Collected data:
• • • • • • •

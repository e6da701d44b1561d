//! Module for parsing programs of the accepted C subset.
//!
//! It contains all structs for the internal representation of a translation unit (i.e., the AST).
mod assignment;
mod binary_expr;
mod binary_op;
mod call;
mod compound;
mod decl_specifiers;
mod declaration;
mod declarator;
mod direct_declarator;
mod expr_stmt;
mod expression;
mod external_decl;
mod float;
mod function_def;
mod ident;
mod if_statement;
mod integer;
mod param_decl;
mod param_list;
mod parser;
mod return_stmt;
mod statement;
mod str;
mod type_specifier;
mod unary_expr;
mod unary_op;
mod while_loop;

pub use self::assignment::*;
pub use self::binary_expr::*;
pub use self::binary_op::*;
pub use self::call::*;
pub use self::compound::*;
pub use self::decl_specifiers::*;
pub use self::declaration::*;
pub use self::declarator::*;
pub use self::direct_declarator::*;
pub use self::expr_stmt::*;
pub use self::expression::*;
pub use self::external_decl::*;
pub use self::float::*;
pub use self::function_def::*;
pub use self::ident::*;
pub use self::if_statement::*;
pub use self::integer::*;
pub use self::param_decl::*;
pub use self::param_list::*;
pub use self::parser::*;
pub use self::return_stmt::*;
pub use self::statement::*;
pub use self::str::*;
pub use self::type_specifier::*;
pub use self::unary_expr::*;
pub use self::unary_op::*;
pub use self::while_loop::*;

use pest::iterators::Pairs;

/// A position within a file (i.e., file name, line and column).
pub type Position = (String, usize, usize);

/// AST of a single translation unit.
#[derive(Default, Debug, Clone, PartialEq)]
pub struct Ast<T> {
    items: Vec<ExternalDecl<T>>,
}

impl Ast<()> {
    /// Create a new AST from the parse result of a whole program.
    /// Note: This AST is not name- or type-correct by default.
    pub fn from_program(program: Pairs<Rule>, file: &str) -> Ast<()> {
        let mut items = vec![];

        for pair in program {
            if pair.as_rule() == Rule::translationUnit {
                for item in pair.into_inner() {
                    items.push(ExternalDecl::from_pair(item, file));
                }
            }
        }

        Self { items }
    }
}

impl<T> Ast<T> {
    pub fn from_items(items: Vec<ExternalDecl<T>>) -> Ast<T> {
        Self { items }
    }

    pub fn items(&self) -> &[ExternalDecl<T>] {
        &self.items
    }
}
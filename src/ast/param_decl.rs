use pest::iterators::Pair;

use super::{DeclSpecifiers, Declarator, Position, Rule};

#[derive(Debug, Clone, PartialEq)]
pub struct ParamDecl<T> {
    pub specifiers: DeclSpecifiers,
    pub declarator: Declarator<T>,
    pub position: Position,
}

impl ParamDecl<()> {
    pub fn from_pair(pair: Pair<Rule>, file: &str) -> ParamDecl<()> {
        assert_eq!(pair.as_rule(), Rule::paramDecl);

        let (line, col) = pair.line_col();

        let mut inner = pair.into_inner();

        let specifiers = DeclSpecifiers::from_pair(
            inner
                .next()
                .unwrap_or_else(|| panic!("expected specifiers in parameter at {line}:{col}")),
            file,
        );
        let declarator = Declarator::from_pair(
            inner
                .next()
                .unwrap_or_else(|| panic!("expected declarator in parameter at {line}:{col}")),
            file,
        );

        ParamDecl {
            specifiers,
            declarator,
            position: (file.to_owned(), line, col),
        }
    }
}

impl<T> ParamDecl<T> {
    pub fn name(&self) -> &str {
        self.declarator.name()
    }
}
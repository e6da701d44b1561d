use pest::iterators::Pair;

use super::{DirectDeclarator, Position, Rule};

#[derive(Debug, Clone, PartialEq)]
pub struct Declarator<T> {
    /// Number of `*` prefixes in front of the direct declarator.
    pub pointer_depth: usize,
    pub direct: DirectDeclarator<T>,
    pub position: Position,
}

impl Declarator<()> {
    pub fn from_pair(pair: Pair<Rule>, file: &str) -> Declarator<()> {
        assert_eq!(pair.as_rule(), Rule::declarator);

        let (line, col) = pair.line_col();

        let mut pointer_depth = 0;
        let mut direct = None;

        for inner in pair.into_inner() {
            match inner.as_rule() {
                Rule::pointer => pointer_depth += 1,
                Rule::directDeclarator => direct = Some(DirectDeclarator::from_pair(inner, file)),
                rule => unreachable!("unexpected rule {rule:?} in declarator"),
            }
        }

        let Some(direct) = direct else {
            unreachable!("declarator without a direct declarator at {line}:{col}")
        };

        Declarator {
            pointer_depth,
            direct,
            position: (file.to_owned(), line, col),
        }
    }
}

impl<T> Declarator<T> {
    /// Name introduced by this declarator.
    pub fn name(&self) -> &str {
        &self.direct.ident.value
    }
}
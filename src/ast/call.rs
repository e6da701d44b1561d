use super::{Expression, Position};

/// A function call. The callee side has to resolve to an identifier; this is
/// enforced by the typing pass, not by the grammar.
#[derive(Debug, Clone, PartialEq)]
pub struct Call<T> {
    pub callee: Box<Expression<T>>,
    pub args: Vec<Expression<T>>,
    pub position: Position,
    pub info: T,
}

• • • • • • •

Could you transcribe all of the data exactly as it is given?

* **Solved exercise**
repository e6da701d44b1561d
//! Module for parsing programs of the accepted C subset.
//!
//! It contains all structs for the internal representation of a translation unit (i.e., the AST).
mod assignment;
mod binary_expr;
mod binary_op;
mod call;
mod compound;
mod decl_specifiers;
mod declaration;
mod declarator;
mod direct_declarator;
mod expr_stmt;
mod expression;
mod external_decl;
mod float;
mod function_def;
mod ident;
mod if_statement;
mod integer;
mod param_decl;
mod param_list;
mod parser;
mod return_stmt;
mod statement;
mod str;
mod type_specifier;
mod unary_expr;
mod unary_op;
mod while_loop;

pub use self::assignment::*;
pub use self::binary_expr::*;
pub use self::binary_op::*;
pub use self::call::*;
pub use self::compound::*;
pub use self::decl_specifiers::*;
pub use self::declaration::*;
pub use self::declarator::*;
pub use self::direct_declarator::*;
pub use self::expr_stmt::*;
pub use self::expression::*;
pub use self::external_decl::*;
pub use self::float::*;
pub use self::function_def::*;
pub use self::ident::*;
pub use self::if_statement::*;
pub use self::integer::*;
pub use self::param_decl::*;
pub use self::param_list::*;
pub use self::parser::*;
pub use self::return_stmt::*;
pub use self::statement::*;
pub use self::str::*;
pub use self::type_specifier::*;
pub use self::unary_expr::*;
pub use self::unary_op::*;
pub use self::while_loop::*;

use pest::iterators::Pairs;

/// A position within a file (i.e., file name, line and column).
pub type Position = (String, usize, usize);

/// AST of a single translation unit.
#[derive(Default, Debug, Clone, PartialEq)]
pub struct Ast<T> {
    items: Vec<ExternalDecl<T>>,
}

impl Ast<()> {
    /// Create a new AST from the parse result of a whole program.
    /// Note: This AST is not name- or type-correct by default.
    pub fn from_program(program: Pairs<Rule>, file: &str) -> Ast<()> {
        let mut items = vec![];

        for pair in program {
            if pair.as_rule() == Rule::translationUnit {
                for item in pair.into_inner() {
                    items.push(ExternalDecl::from_pair(item, file));
                }
            }
        }

        Self { items }
    }
}

impl<T> Ast<T> {
    pub fn from_items(items: Vec<ExternalDecl<T>>) -> Ast<T> {
        Self { items }
    }

    pub fn items(&self) -> &[ExternalDecl<T>] {
        &self.items
    }
}
filename src/ast/param_decl.rs
use pest::iterators::Pair;

use super::{DeclSpecifiers, Declarator, Position, Rule};

#[derive(Debug, Clone, PartialEq)]
pub struct ParamDecl<T> {
    pub specifiers: DeclSpecifiers,
    pub declarator: Declarator<T>,
    pub position: Position,
}

impl ParamDecl<()> {
    pub fn from_pair(pair: Pair<Rule>, file: &str) -> ParamDecl<()> {
        assert_eq!(pair.as_rule(), Rule::paramDecl);

        let (line, col) = pair.line_col();

        let mut inner = pair.into_inner();

        let specifiers = DeclSpecifiers::from_pair(
            inner
                .next()
                .unwrap_or_else(|| panic!("expected specifiers in parameter at {line}:{col}")),
            file,
        );
        let declarator = Declarator::from_pair(
            inner
                .next()
                .unwrap_or_else(|| panic!("expected declarator in parameter at {line}:{col}")),
            file,
        );

        ParamDecl {
            specifiers,
            declarator,
            position: (file.to_owned(), line, col),
        }
    }
}

impl<T> ParamDecl<T> {
    pub fn name(&self) -> &str {
        self.declarator.name()
    }
}
repository e6da701d44b1561d
use pest::iterators::Pair;

use super::{DirectDeclarator, Position, Rule};

#[derive(Debug, Clone, PartialEq)]
pub struct Declarator<T> {
    /// Number of `*` prefixes in front of the direct declarator.
    pub pointer_depth: usize,
    pub direct: DirectDeclarator<T>,
    pub position: Position,
}

impl Declarator<()> {
    pub fn from_pair(pair: Pair<Rule>, file: &str) -> Declarator<()> {
        assert_eq!(pair.as_rule(), Rule::declarator);

        let (line, col) = pair.line_col();

        let mut pointer_depth = 0;
        let mut direct = None;

        for inner in pair.into_inner() {
            match inner.as_rule() {
                Rule::pointer => pointer_depth += 1,
                Rule::directDeclarator => direct = Some(DirectDeclarator::from_pair(inner, file)),
                rule => unreachable!("unexpected rule {rule:?} in declarator"),
            }
        }

        let Some(direct) = direct else {
            unreachable!("declarator without a direct declarator at {line}:{col}")
        };

        Declarator {
            pointer_depth,
            direct,
            position: (file.to_owned(), line, col),
        }
    }
}

impl<T> Declarator<T> {
    /// Name introduced by this declarator.
    pub fn name(&self) -> &str {
        &self.direct.ident.value
    }
}
filename src/ast/call.rs
repository e6da701d44b1561d
use super::{Expression, Position};

/// A function call. The callee side has to resolve to an identifier; this is
/// enforced by the typing pass, not by the grammar.
#[derive(Debug, Clone, PartialEq)]
pub struct Call<T> {
    pub callee: Box<Expression<T>>,
    pub args: Vec<Expression<T>>,
    pub position: Position,
    pub info: T,
}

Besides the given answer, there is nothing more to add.